### Exercise
Figure out how many lines in the records below hold the string "await". That number alone is the answer.

### Data supplied
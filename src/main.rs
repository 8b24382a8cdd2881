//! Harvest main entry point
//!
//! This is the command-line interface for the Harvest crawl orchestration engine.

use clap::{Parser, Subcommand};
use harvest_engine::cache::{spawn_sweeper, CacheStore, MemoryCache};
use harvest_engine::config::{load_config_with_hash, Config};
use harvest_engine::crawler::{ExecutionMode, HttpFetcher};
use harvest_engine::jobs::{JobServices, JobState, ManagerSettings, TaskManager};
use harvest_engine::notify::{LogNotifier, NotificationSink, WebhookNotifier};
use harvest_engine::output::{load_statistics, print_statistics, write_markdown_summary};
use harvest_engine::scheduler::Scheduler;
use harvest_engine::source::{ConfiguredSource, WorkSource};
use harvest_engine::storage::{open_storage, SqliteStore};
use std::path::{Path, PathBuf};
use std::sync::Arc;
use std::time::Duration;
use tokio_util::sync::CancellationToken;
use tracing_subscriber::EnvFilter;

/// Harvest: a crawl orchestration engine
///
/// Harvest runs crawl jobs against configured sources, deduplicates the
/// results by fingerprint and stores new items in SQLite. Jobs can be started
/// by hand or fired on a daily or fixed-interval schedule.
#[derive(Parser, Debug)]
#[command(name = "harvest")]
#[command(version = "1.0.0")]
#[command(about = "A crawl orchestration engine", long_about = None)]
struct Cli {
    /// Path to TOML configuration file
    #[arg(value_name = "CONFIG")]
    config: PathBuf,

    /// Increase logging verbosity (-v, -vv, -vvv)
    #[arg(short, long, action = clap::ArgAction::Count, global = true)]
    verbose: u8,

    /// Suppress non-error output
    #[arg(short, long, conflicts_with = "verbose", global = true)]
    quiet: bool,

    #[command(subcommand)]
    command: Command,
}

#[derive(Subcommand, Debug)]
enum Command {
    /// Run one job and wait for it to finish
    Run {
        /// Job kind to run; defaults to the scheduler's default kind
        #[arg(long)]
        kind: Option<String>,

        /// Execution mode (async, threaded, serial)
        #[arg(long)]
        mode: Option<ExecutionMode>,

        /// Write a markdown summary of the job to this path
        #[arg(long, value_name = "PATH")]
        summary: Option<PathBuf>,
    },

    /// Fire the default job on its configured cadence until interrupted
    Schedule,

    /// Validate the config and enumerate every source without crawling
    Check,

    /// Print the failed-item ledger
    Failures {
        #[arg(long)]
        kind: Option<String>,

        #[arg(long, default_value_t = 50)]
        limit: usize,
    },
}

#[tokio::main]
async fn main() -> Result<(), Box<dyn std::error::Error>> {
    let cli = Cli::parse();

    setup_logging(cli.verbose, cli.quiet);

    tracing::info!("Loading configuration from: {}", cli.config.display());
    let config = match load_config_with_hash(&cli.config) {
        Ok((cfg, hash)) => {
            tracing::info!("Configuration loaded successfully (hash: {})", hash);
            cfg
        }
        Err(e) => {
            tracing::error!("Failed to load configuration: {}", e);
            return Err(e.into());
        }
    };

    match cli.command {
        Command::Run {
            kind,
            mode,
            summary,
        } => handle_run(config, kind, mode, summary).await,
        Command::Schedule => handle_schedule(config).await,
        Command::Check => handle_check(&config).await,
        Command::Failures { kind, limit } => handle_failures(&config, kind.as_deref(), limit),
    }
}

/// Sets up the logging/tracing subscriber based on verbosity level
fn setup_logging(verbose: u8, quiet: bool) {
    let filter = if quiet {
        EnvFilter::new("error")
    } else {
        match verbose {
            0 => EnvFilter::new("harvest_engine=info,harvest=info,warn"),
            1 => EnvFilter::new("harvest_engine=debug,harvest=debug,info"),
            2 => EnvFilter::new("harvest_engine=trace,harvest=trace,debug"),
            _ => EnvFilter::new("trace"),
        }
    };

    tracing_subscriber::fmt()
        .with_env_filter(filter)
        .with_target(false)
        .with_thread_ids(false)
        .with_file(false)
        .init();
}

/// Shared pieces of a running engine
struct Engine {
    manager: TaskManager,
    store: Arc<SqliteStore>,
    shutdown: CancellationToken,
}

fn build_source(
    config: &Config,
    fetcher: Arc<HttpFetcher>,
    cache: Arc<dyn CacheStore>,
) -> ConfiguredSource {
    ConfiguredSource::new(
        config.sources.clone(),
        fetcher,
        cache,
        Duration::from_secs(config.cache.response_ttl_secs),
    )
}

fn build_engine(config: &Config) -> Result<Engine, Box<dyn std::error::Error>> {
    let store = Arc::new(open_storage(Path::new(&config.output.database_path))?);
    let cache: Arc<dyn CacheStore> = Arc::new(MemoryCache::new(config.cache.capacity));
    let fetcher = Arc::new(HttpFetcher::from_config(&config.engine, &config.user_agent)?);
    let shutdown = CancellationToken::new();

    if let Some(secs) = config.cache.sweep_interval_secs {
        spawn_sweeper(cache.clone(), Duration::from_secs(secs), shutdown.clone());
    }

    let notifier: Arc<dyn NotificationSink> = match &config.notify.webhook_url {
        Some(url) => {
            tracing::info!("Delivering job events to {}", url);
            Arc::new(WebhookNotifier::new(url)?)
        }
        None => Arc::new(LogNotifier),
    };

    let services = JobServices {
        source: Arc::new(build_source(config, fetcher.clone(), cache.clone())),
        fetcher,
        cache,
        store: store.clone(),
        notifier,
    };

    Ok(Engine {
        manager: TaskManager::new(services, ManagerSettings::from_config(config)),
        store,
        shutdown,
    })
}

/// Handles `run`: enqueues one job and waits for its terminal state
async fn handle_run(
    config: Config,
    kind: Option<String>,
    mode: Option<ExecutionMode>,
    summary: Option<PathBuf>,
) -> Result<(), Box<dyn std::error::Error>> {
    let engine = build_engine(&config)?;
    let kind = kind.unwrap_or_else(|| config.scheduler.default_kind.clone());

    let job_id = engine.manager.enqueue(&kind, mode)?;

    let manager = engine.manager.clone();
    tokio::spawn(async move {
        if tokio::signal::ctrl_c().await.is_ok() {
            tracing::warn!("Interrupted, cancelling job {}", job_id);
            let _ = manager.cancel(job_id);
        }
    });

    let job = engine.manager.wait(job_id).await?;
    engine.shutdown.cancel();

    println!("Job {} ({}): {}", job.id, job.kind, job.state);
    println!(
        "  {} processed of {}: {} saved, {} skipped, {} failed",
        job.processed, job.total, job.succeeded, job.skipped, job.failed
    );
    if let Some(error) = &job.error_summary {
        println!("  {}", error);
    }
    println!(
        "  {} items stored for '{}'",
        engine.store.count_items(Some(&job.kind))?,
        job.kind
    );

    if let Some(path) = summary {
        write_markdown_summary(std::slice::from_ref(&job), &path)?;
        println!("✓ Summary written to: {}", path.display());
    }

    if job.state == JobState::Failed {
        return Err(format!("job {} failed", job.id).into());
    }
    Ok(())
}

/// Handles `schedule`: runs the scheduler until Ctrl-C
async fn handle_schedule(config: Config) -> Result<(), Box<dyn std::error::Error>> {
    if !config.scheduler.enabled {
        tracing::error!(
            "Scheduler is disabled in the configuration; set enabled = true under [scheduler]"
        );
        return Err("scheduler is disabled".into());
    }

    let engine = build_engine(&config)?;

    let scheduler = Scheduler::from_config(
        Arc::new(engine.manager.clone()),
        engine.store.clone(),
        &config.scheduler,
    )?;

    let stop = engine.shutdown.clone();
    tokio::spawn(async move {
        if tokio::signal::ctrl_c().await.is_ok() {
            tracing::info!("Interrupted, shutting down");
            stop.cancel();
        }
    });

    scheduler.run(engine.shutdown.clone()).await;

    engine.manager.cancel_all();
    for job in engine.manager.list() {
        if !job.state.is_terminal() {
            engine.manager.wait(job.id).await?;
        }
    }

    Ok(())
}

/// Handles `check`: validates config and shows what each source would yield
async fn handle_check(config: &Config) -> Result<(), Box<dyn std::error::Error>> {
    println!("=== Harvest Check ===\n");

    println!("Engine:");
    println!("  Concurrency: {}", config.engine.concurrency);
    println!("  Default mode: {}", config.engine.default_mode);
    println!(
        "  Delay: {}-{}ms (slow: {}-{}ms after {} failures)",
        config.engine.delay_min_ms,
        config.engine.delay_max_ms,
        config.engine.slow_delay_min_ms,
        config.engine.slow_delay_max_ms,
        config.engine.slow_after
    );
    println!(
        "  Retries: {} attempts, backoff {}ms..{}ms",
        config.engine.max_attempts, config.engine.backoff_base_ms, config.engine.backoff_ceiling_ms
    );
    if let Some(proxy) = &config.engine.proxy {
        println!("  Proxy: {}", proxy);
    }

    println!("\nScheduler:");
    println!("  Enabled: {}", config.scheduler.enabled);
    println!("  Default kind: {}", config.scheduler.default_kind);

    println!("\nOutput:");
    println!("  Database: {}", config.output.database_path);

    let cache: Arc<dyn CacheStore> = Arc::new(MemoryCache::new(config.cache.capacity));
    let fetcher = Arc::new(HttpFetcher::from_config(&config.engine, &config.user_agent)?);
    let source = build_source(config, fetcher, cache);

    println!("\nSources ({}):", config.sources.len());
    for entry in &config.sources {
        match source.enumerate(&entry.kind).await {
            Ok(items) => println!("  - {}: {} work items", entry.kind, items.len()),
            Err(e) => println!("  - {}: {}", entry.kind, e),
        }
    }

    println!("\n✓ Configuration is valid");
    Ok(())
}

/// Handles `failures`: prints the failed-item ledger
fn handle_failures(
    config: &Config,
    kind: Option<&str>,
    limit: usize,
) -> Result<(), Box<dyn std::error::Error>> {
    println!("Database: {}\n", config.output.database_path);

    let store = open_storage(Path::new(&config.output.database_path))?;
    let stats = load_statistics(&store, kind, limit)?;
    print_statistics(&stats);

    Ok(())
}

### Result
9